Does Genefamilies, Pathabundance and pathcoverage work with split reads?

Hi there,

I am running HUMAnN on a number of fastq files that are part of a public database. Each sample has R1, R2 and R3. For most of my samples, I would concatenate R1, R2 and R3 to generate R4 and run HUMAnN on R4. For some of them, however, R1 and R2 are too big and HUMAnN takes a long time to run (my HPC permissions for durations of jobs do not extend for that long unfortunately). I was wondering if the output would make sense if I split R1 and R2 into two equal halves e.g. R1A and R1B + R2A and R2B and then ran HUMAnN on all of them individually and then combining the output files? I imagine because the output is in RPKs combining genefamilies should not be much of an issue but I am more curious with the other two.

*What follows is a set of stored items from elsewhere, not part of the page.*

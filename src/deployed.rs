//! Deployed model slot
//!
//! Exactly one model is active at a time. Readers clone an `Arc` snapshot of
//! it under a read lock and keep using that snapshot even if a commit swaps
//! the slot meanwhile. Installs take the write lock, bump the PATCH version
//! and advance a generation counter.

use crate::model::ModelHandle;
use crate::types::ModelVersion;
use chrono::{DateTime, Utc};
use parking_lot::RwLock;
use std::sync::atomic::{AtomicU64, Ordering};
use std::sync::Arc;
use tracing::info;

/// An installed model with its deployment metadata
#[derive(Debug, Clone)]
pub struct DeployedModel {
    pub model: ModelHandle,
    pub version: ModelVersion,
    /// Accuracy recorded when the model was committed
    pub accuracy: f64,
    pub deployed_at: DateTime<Utc>,
    /// Number of engineered features the model was trained from
    pub training_samples: usize,
}

#[derive(Debug)]
struct SlotState {
    current: Option<Arc<DeployedModel>>,
    version: ModelVersion,
}

/// Single-writer, many-reader holder of the active model
#[derive(Debug)]
pub struct ModelSlot {
    state: RwLock<SlotState>,
    generation: AtomicU64,
}

impl Default for ModelSlot {
    fn default() -> Self {
        Self::new(ModelVersion::default())
    }
}

impl ModelSlot {
    /// Create an empty slot; the first install is `base` with PATCH bumped
    pub fn new(base: ModelVersion) -> Self {
        Self {
            state: RwLock::new(SlotState {
                current: None,
                version: base,
            }),
            generation: AtomicU64::new(0),
        }
    }

    /// Snapshot of the active model
    pub fn current(&self) -> Option<Arc<DeployedModel>> {
        self.state.read().current.clone()
    }

    pub fn is_empty(&self) -> bool {
        self.state.read().current.is_none()
    }

    /// Version of the active model, or the base version when empty
    pub fn version(&self) -> ModelVersion {
        self.state.read().version
    }

    /// Accuracy recorded for the active model
    pub fn accuracy(&self) -> Option<f64> {
        self.state.read().current.as_ref().map(|d| d.accuracy)
    }

    /// Number of installs so far
    pub fn generation(&self) -> u64 {
        self.generation.load(Ordering::Acquire)
    }

    /// Atomically replace the active model
    pub fn install(
        &self,
        model: ModelHandle,
        accuracy: f64,
        training_samples: usize,
    ) -> Arc<DeployedModel> {
        let mut state = self.state.write();
        let version = state.version.bump_patch();
        let deployed = Arc::new(DeployedModel {
            model,
            version,
            accuracy,
            deployed_at: Utc::now(),
            training_samples,
        });
        state.current = Some(Arc::clone(&deployed));
        state.version = version;
        let generation = self.generation.fetch_add(1, Ordering::AcqRel) + 1;
        drop(state);

        info!(
            version = %version,
            accuracy,
            generation,
            "installed model"
        );
        deployed
    }
}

Thanks for your help in advance!

This sort of thing can work in principle. You are right that if you divide the file in half and compute gene RPKs separately that the RPKs can then be summed to get a total RPK value (since RPKs behave like sequencing coverage). The one drawback with this approach is that HUMAnN often uses sequence coverage to decide if a sequence should be considered at all. It’s possible that a given sequence would fail to be sufficiently covered in either partial file but would be covered in the full file, thus making it a false negative under this approach.